[AIM OF THE TASK]: Scan the lines below; pull out those with "PageInfo".

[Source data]
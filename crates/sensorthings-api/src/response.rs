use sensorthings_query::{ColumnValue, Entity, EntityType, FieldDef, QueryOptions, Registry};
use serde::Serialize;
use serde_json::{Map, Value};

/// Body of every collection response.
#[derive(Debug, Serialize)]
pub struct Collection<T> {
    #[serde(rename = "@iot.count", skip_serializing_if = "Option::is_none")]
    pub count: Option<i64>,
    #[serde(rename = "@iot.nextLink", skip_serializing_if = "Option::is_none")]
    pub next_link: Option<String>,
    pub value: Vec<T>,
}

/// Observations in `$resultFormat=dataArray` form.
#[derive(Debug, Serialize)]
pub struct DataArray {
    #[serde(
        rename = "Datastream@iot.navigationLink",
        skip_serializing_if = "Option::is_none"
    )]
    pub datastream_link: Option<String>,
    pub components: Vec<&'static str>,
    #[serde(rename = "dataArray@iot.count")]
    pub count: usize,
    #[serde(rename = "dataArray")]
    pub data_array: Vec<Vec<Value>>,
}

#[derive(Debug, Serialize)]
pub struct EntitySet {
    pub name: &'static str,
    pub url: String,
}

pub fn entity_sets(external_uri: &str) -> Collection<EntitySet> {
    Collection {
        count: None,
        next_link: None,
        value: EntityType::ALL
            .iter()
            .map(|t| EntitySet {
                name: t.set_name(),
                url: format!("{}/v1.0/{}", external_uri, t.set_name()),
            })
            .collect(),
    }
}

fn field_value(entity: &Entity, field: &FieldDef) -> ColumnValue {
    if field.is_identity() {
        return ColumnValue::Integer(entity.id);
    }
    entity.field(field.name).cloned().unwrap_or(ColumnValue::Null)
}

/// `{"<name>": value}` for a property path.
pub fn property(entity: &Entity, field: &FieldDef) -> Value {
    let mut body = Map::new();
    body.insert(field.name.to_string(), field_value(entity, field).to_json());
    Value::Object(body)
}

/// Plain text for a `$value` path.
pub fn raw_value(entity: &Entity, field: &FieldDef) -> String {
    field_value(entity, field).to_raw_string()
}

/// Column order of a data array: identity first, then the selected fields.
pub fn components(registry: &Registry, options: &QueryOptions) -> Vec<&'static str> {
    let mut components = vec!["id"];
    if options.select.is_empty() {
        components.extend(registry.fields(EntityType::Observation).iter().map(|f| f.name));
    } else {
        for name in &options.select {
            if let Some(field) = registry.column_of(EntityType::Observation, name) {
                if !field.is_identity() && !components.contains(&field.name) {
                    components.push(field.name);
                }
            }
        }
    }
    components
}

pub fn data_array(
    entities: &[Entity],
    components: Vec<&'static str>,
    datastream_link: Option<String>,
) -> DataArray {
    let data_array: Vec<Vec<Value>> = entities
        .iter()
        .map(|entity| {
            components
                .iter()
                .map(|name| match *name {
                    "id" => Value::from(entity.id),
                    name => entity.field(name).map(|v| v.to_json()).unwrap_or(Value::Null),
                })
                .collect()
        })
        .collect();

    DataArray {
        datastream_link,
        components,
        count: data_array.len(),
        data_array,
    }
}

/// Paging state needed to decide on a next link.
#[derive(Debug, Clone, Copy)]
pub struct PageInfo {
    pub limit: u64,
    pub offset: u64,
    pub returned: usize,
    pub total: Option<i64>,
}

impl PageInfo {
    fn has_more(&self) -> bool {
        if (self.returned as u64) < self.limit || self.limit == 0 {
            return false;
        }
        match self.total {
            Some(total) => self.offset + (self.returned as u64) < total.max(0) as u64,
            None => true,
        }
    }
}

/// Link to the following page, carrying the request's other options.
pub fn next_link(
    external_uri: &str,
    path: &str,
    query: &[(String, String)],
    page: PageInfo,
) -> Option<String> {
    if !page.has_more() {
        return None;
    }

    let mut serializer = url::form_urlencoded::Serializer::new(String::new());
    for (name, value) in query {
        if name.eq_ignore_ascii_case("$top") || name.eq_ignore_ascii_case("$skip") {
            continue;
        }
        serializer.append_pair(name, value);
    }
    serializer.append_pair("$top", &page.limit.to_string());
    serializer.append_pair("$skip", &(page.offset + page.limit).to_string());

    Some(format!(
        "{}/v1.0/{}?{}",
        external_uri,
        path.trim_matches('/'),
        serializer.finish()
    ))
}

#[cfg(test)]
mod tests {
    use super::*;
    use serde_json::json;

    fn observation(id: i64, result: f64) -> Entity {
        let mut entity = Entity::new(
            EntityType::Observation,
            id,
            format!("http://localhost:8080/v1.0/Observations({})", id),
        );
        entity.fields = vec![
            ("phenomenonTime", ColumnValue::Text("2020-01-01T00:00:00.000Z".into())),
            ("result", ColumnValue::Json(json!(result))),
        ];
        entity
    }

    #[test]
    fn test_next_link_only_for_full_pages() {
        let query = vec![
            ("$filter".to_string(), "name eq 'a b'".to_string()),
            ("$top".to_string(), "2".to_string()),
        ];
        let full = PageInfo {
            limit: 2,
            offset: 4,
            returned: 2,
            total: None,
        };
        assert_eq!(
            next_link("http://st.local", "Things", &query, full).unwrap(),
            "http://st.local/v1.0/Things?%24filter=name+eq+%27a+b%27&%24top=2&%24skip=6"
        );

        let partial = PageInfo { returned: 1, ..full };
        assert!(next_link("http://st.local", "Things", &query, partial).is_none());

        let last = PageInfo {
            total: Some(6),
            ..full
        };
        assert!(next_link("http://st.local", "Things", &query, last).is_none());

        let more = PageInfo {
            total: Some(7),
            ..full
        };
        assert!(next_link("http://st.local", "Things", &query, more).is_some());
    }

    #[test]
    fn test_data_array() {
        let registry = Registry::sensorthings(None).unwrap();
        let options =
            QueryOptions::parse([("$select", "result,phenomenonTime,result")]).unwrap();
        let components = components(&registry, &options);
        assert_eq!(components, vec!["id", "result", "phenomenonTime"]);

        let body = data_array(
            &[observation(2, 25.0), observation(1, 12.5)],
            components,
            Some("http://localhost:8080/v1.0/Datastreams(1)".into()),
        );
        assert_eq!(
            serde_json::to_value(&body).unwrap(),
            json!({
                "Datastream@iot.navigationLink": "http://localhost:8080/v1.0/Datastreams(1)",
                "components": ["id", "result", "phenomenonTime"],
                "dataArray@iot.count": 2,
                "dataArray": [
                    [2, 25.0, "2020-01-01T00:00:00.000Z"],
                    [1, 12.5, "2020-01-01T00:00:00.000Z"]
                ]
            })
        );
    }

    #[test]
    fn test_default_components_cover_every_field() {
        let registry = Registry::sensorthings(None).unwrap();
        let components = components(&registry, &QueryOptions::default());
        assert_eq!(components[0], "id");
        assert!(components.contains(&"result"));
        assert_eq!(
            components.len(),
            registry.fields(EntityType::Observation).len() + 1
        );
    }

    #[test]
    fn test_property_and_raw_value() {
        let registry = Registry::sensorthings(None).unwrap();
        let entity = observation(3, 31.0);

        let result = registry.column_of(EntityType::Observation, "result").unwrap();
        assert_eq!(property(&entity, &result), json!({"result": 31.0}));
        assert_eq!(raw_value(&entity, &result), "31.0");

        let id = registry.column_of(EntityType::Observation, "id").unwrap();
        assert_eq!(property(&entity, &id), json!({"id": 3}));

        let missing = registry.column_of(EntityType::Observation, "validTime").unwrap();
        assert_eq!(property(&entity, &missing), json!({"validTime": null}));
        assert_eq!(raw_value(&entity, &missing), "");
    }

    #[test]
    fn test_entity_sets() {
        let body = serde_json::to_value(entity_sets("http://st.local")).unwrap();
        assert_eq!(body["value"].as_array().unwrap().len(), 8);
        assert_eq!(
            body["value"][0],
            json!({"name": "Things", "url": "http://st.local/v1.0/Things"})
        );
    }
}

[REPLY]:
pub struct PageInfo {
impl PageInfo {
    page: PageInfo,
        let full = PageInfo {
        let partial = PageInfo { returned: 1, ..full };
        let last = PageInfo {
        let more = PageInfo {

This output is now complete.